• **What you need to do**: Where in the data below does the word "earliest" appear? Copy every line that has it.

• **Dataset entries**:

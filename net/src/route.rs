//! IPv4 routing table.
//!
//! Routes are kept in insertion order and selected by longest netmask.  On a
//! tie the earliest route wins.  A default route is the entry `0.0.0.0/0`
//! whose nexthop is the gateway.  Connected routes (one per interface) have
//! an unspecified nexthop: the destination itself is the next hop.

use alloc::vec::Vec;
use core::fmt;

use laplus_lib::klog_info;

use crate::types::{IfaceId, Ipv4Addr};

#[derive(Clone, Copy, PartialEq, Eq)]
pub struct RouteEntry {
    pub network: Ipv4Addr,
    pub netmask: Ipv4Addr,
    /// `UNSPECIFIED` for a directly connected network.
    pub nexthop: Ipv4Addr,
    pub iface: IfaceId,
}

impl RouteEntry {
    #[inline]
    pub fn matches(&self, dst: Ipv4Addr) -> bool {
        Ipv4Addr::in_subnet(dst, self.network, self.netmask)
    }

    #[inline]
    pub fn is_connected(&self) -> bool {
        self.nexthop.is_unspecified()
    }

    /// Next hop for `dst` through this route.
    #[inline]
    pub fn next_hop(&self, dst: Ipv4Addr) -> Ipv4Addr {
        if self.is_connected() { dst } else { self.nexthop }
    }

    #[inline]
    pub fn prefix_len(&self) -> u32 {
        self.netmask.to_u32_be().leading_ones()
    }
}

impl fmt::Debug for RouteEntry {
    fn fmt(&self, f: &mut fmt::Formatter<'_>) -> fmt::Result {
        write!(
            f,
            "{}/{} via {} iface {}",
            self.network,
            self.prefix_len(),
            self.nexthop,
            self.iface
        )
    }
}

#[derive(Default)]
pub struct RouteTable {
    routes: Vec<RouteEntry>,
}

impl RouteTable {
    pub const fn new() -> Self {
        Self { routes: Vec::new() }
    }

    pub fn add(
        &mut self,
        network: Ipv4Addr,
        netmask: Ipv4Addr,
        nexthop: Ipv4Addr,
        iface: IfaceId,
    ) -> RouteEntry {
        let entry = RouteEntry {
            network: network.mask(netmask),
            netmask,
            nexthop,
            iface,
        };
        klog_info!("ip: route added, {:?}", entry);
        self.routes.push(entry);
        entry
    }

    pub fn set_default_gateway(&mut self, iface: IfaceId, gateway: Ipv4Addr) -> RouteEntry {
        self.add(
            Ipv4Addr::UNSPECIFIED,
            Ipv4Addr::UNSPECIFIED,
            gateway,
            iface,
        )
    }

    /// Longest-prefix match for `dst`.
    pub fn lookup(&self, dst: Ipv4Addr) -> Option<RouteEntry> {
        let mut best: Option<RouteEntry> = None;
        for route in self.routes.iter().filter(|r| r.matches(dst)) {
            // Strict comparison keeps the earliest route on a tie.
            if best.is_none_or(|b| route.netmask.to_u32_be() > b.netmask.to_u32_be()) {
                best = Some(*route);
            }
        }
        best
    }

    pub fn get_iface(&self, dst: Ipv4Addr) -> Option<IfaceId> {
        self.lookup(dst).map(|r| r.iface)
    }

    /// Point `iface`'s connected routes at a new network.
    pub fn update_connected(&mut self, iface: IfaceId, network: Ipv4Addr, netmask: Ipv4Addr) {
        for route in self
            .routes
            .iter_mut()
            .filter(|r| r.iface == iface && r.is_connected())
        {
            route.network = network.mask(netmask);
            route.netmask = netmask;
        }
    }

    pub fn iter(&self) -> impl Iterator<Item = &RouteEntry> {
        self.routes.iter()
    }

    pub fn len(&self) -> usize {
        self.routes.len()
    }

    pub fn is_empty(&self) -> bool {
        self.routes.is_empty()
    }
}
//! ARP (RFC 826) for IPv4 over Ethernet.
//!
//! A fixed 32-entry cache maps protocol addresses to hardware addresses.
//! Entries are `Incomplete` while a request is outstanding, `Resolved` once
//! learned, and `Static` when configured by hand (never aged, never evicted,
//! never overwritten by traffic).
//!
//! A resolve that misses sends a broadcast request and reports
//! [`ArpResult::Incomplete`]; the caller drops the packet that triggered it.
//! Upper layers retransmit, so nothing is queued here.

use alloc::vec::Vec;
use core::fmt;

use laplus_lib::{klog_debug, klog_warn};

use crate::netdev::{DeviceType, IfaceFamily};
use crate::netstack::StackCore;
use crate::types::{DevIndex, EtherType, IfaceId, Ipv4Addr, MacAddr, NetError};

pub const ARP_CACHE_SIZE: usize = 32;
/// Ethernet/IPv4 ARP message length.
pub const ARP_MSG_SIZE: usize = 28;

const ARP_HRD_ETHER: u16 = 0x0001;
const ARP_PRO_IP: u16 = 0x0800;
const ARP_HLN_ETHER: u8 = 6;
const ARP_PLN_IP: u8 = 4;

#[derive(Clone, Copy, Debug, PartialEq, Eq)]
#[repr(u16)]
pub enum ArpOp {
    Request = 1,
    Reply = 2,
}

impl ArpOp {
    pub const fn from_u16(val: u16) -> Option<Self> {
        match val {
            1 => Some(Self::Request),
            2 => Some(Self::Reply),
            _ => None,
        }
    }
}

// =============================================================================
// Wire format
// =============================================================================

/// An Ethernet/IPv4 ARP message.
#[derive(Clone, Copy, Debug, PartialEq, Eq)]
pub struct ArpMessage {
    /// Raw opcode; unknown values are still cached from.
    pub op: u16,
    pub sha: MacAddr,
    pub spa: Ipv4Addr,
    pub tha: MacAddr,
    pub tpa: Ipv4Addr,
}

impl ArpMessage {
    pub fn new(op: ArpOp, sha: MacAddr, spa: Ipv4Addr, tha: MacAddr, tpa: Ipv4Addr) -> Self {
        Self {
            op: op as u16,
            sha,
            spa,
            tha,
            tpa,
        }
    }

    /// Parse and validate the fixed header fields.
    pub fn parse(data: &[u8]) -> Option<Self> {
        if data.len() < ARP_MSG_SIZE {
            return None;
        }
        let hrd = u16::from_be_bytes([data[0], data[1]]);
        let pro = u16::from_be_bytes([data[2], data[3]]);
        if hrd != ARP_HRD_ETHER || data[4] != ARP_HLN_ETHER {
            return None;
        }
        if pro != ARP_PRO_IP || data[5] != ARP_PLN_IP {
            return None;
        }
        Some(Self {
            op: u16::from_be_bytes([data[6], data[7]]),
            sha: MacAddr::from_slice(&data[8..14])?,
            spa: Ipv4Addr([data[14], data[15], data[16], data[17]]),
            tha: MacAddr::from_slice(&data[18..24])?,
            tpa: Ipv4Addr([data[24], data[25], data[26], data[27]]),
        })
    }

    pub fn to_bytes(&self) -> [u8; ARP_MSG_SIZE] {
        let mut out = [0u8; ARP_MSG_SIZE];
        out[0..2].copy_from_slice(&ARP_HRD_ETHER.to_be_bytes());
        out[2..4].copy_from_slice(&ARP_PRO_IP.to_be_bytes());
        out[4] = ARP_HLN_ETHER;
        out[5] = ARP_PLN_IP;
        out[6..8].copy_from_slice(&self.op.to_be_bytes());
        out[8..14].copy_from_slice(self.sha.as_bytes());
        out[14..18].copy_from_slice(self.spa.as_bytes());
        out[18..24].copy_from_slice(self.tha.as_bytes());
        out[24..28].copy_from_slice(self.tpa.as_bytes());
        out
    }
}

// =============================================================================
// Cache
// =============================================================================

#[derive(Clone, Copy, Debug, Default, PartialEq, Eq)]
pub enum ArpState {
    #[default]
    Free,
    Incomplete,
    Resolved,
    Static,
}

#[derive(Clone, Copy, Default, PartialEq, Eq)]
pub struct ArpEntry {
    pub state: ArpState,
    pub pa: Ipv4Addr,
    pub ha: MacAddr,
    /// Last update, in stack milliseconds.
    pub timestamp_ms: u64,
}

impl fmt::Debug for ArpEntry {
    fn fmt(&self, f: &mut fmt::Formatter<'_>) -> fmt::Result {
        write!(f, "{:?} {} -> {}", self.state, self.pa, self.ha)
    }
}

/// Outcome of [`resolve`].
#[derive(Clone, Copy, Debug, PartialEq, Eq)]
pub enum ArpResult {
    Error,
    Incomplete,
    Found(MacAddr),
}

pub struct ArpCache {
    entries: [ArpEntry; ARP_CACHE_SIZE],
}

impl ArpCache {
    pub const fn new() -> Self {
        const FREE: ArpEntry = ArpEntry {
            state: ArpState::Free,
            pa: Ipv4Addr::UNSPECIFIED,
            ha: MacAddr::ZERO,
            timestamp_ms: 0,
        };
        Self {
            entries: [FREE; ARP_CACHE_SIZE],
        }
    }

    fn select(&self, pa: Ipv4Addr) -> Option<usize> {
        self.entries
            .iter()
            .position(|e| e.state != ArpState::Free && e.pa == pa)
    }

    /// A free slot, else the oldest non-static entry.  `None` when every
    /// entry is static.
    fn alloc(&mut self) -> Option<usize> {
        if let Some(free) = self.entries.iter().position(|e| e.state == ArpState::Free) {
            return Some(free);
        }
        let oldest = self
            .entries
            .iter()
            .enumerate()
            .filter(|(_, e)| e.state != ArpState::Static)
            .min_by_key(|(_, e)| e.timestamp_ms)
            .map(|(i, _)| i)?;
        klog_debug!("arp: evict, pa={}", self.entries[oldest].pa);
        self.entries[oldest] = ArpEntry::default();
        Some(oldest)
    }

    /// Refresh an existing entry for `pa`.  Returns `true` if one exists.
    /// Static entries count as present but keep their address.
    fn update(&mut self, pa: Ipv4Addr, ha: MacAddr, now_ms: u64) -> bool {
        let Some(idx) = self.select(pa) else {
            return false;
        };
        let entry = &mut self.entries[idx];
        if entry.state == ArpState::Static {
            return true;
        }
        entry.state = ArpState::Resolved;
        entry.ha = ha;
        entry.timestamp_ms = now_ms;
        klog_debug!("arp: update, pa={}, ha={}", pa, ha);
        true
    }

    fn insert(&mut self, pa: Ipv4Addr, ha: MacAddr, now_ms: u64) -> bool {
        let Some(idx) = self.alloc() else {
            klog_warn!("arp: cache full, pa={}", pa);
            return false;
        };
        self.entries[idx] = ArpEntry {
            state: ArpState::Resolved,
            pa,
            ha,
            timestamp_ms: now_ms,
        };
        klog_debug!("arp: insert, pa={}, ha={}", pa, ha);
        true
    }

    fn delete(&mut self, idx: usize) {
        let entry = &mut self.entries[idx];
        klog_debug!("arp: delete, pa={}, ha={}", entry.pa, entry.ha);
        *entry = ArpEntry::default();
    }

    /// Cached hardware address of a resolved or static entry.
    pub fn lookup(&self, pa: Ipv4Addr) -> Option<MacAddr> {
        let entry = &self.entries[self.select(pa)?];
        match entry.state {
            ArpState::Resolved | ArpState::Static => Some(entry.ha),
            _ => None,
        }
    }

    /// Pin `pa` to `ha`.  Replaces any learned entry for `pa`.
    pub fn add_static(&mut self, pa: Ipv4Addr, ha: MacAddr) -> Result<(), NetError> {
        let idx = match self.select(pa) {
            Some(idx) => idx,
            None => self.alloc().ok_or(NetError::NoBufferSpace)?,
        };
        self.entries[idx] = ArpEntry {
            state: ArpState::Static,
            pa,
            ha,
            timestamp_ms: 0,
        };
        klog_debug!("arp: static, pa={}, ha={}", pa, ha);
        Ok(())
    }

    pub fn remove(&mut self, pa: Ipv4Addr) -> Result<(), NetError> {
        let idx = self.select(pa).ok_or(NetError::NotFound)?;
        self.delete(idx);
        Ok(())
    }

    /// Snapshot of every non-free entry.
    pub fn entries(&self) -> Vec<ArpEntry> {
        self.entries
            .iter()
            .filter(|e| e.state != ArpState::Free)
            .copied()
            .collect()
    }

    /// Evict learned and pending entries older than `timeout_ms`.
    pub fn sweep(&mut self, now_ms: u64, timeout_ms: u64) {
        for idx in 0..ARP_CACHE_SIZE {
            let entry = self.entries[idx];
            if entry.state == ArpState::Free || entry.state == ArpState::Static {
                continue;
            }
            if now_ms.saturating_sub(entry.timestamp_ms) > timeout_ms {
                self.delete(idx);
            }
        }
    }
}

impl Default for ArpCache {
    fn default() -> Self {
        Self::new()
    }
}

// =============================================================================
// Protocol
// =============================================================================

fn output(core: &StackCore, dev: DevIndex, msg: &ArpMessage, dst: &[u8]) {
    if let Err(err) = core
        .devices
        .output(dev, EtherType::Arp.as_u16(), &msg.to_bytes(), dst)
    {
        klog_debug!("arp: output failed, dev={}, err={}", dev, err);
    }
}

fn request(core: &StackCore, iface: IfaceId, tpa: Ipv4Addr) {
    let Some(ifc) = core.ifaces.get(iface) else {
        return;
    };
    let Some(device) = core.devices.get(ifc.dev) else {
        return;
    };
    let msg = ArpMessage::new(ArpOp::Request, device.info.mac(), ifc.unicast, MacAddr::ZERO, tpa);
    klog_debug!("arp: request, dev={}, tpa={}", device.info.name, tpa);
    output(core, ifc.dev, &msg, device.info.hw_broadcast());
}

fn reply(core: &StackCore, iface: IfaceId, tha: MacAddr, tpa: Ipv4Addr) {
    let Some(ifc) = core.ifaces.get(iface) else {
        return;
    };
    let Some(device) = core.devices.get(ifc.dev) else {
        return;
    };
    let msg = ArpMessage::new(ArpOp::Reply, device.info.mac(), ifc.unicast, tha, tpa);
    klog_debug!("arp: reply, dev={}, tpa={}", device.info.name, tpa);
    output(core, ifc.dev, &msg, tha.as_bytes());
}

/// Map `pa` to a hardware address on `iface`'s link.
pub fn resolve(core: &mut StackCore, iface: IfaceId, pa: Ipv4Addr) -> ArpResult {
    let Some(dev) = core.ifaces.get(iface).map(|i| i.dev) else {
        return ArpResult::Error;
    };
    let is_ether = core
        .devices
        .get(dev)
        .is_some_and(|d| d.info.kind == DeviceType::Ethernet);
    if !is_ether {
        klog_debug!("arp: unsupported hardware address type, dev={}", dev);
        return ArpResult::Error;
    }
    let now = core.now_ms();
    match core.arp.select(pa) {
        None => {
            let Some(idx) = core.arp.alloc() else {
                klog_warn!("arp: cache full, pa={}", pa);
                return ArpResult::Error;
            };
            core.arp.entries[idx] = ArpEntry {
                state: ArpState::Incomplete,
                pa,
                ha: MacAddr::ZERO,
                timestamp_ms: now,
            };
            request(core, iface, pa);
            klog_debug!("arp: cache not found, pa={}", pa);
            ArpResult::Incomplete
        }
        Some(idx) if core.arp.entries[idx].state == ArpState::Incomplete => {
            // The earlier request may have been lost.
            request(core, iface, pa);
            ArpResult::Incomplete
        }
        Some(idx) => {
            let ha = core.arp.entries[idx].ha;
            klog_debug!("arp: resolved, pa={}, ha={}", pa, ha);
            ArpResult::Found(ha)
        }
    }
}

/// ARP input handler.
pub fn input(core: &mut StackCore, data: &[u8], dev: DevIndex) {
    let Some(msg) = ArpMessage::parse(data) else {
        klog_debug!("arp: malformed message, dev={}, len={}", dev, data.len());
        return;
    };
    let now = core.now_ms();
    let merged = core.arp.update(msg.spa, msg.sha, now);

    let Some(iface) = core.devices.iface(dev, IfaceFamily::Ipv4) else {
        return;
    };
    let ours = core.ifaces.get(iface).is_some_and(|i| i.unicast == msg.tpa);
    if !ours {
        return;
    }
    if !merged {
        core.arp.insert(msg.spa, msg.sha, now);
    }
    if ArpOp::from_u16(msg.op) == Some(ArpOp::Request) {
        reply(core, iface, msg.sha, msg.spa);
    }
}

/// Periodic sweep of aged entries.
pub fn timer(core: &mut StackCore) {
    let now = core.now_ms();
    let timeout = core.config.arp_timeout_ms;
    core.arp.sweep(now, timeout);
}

• **Answer**:
//! tie the earliest route wins.  A default route is the entry `0.0.0.0/0`
            // Strict comparison keeps the earliest route on a tie.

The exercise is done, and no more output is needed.